Moreover, even if Republicans lose both houses of Congress today, they have an entire lame duck session in which to wreak havoc.  Many readers might recall that Election Day 2016 included the good news that a "bathroom bill"-obsessed Republican lost the governor's race in North Carolina.  The heavily gerrymandered state legislature quickly responded by stripping the governor's office of many of its most important powers; and because the Democrats had also won a majority in the state Supreme Court, the legislature stripped it of jurisdiction in some key areas of the law.  Professor Dorf offered a helpful discussion of the federal constitutional issues raised by those actions.

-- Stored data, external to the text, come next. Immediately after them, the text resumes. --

//! Loader
//!
//! Finds a snapshot's main file, decodes it and applies it to the keyspace.
//!
//! ## Load Sequence
//! 1. Take the persistence gate for loading (released on every exit path)
//! 2. Confine the requested path to the backend location
//! 3. Resolve the main file (a `.dfs` pattern only matches `-summary.dfs`)
//! 4. Decode every file into a `SnapshotImage`
//! 5. Check the image fits the keyspace, then apply it record by record
//!
//! Nothing in the keyspace changes before step 5, so a missing shard or a
//! corrupt file leaves the dataset as it was.

use std::sync::Arc;

use tracing::{debug, info};

use crate::error::{EmberError, Result};
use crate::keyspace::Keyspace;
use crate::pattern::has_wildcards;
use crate::storage::StorageBackend;

use super::codec::{codec_for, format_of, SnapshotImage};
use super::filename::{is_sharded_name, is_summary_file, timestamp_of, FilenameTemplate};
use super::gate::{PersistenceGate, Phase};
use super::SnapshotFormat;

/// What happens to keys already in the keyspace
#[derive(Debug, Clone, Copy, PartialEq, Eq)]
pub enum LoadMode {
    /// Keep existing keys; snapshot keys overwrite on collision
    Merge,

    /// Flush everything first
    Replace,
}

/// Outcome of a successful load
#[derive(Debug, Clone)]
pub struct LoadReport {
    pub main_file: String,
    pub format: SnapshotFormat,

    /// Keys applied
    pub keys: usize,

    /// Every file read, main file last
    pub files: Vec<String>,
}

/// Reloads snapshots into a keyspace
pub struct Loader {
    backend: Arc<dyn StorageBackend>,
    keyspace: Arc<Keyspace>,
    gate: Arc<PersistenceGate>,
}

impl Loader {
    pub fn new(backend: Arc<dyn StorageBackend>, keyspace: Arc<Keyspace>) -> Self {
        Self::with_gate(backend, keyspace, Arc::new(PersistenceGate::new()))
    }

    /// Build a loader that excludes saves holding the same gate
    pub fn with_gate(
        backend: Arc<dyn StorageBackend>,
        keyspace: Arc<Keyspace>,
        gate: Arc<PersistenceGate>,
    ) -> Self {
        Self {
            backend,
            keyspace,
            gate,
        }
    }

    /// Load the snapshot named by `raw_path`
    ///
    /// `raw_path` may be the main file itself or a glob that resolves to
    /// exactly one main file. Fails with `Loading` if another load is
    /// running and `Busy` if a save holds the gate.
    pub fn load(&self, raw_path: &str, mode: LoadMode) -> Result<LoadReport> {
        let _guard = self.gate.enter(Phase::Loading)?;

        let pattern = self.backend.locate(raw_path)?;
        let main = self.find_main_file(&pattern)?;
        self.apply_main(&main, mode)
    }

    /// Load the newest snapshot saved under `template`, if any
    ///
    /// Both formats are searched. With `{timestamp}` in the template only
    /// names carrying a well-formed timestamp count, and the latest wins;
    /// without it, finding one snapshot per format is ambiguous. An empty
    /// template disables autoload.
    pub fn autoload(&self, template: &FilenameTemplate) -> Result<Option<LoadReport>> {
        if template.is_empty() {
            debug!("Autoload disabled: empty dbfilename");
            return Ok(None);
        }

        let _guard = self.gate.enter(Phase::Loading)?;

        let glob = template.glob(self.backend.location())?;
        let rdb_pattern = glob.rdb_file();
        let summary_pattern = glob.summary_file();
        let mut candidates = self.backend.list(&rdb_pattern)?;
        candidates.extend(
            self.backend
                .list(&summary_pattern)?
                .into_iter()
                .filter(|name| is_summary_file(name)),
        );

        if template.has_timestamp() {
            candidates.retain(|name| {
                let stamped = timestamp_of(&rdb_pattern, name)
                    .or_else(|| timestamp_of(&summary_pattern, name))
                    .is_some();
                if !stamped {
                    debug!(file = %name, "Ignoring autoload match without a timestamp");
                }
                stamped
            });
        }
        candidates.sort();
        candidates.dedup();

        let main = if template.has_timestamp() {
            candidates.pop()
        } else {
            match candidates.len() {
                0 => None,
                1 => candidates.pop(),
                _ => {
                    return Err(EmberError::MainFileAmbiguous {
                        pattern: template.as_str().to_string(),
                        candidates,
                    })
                }
            }
        };

        match main {
            Some(main) => {
                info!(main = %main, "Autoloading snapshot");
                self.apply_main(&main, LoadMode::Merge).map(Some)
            }
            None => {
                info!(template = template.as_str(), "No snapshot found, starting empty");
                Ok(None)
            }
        }
    }

    /// Resolve a contained name or glob to exactly one main file
    pub fn find_main_file(&self, pattern: &str) -> Result<String> {
        let matches = if has_wildcards(pattern) {
            self.backend.list(pattern)?
        } else if self.backend.exists(pattern)? {
            vec![pattern.to_string()]
        } else {
            Vec::new()
        };

        let sharded = is_sharded_name(pattern);
        let mut candidates: Vec<String> = matches
            .into_iter()
            .filter(|name| !sharded || is_summary_file(name))
            .collect();

        match candidates.len() {
            0 => Err(EmberError::MainFileMissing(pattern.to_string())),
            1 => Ok(candidates.remove(0)),
            _ => Err(EmberError::MainFileAmbiguous {
                pattern: pattern.to_string(),
                candidates,
            }),
        }
    }

    /// True while a load is in progress
    pub fn is_loading(&self) -> bool {
        self.gate.is_loading()
    }

    // =========================================================================
    // Private Helpers
    // =========================================================================

    fn apply_main(&self, main: &str, mode: LoadMode) -> Result<LoadReport> {
        let format = format_of(main);
        let image = codec_for(format).decode(main, self.backend.as_ref())?;
        self.check_fits(&image)?;

        if mode == LoadMode::Replace {
            let flushed = self.keyspace.flush_all();
            debug!(keys = flushed, "Flushed keyspace before load");
        }

        let keys = image.len();
        for record in image.records {
            self.keyspace
                .insert(record.db as usize, record.key, record.value)?;
        }

        info!(main = %main, format = %format, keys, "Snapshot loaded");
        Ok(LoadReport {
            main_file: main.to_string(),
            format,
            keys,
            files: image.files,
        })
    }

    fn check_fits(&self, image: &SnapshotImage) -> Result<()> {
        let db_count = self.keyspace.db_count();
        match image.records.iter().find(|r| r.db as usize >= db_count) {
            Some(record) => Err(EmberError::Codec(format!(
                "snapshot uses database {} but only {} are configured",
                record.db, db_count
            ))),
            None => Ok(()),
        }
    }
}
/// The running store
///
/// ## Concurrency Model
/// - `execute` takes `&self`; share the engine behind an `Arc`
/// - Keyspace writes lock one shard; saves copy-on-write, never block writers
/// - At most one save runs at a time (`Busy` otherwise)
/// - Saves and loads share one gate and never overlap
/// - Data commands and saves are refused with `Loading` while a load runs
pub struct Engine {
    config: Config,
    template: FilenameTemplate,
    backend: Arc<dyn StorageBackend>,
    keyspace: Arc<Keyspace>,
    coordinator: Arc<SnapshotCoordinator>,
    loader: Arc<Loader>,
    scheduler: CronScheduler,
}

What could Republicans at the federal level do on their way out the door?  Consider Trump's never-released tax returns, which Democrats are hoping to pry loose as soon as they have regained some power.  They would rely on section 6103(f)(1) of the Internal Revenue Code, which allows the chair of the House Ways and Means Committee to order the Secretary of the Treasury to "furnish such committee with any return or return information specified in [the chair's] request."

Again, one possibility is that Treasury Secretary Steve Mnuchin could simply refuse to comply with the committee chair's request.  But why stop there?  I predict that the Republicans in the lame-duck session will pass the Presidential Privacy Protection Act, which Trump will sign in a triumphant campaign-style ceremony.  That Act will repeal 6103(f)(1) and any other statutory means by which Democrats might legally compel Trump to provide documents, and it will add affirmative defenses to all such requests.  For good measure, they will give the Supreme Court original and final jurisdiction over all such measures.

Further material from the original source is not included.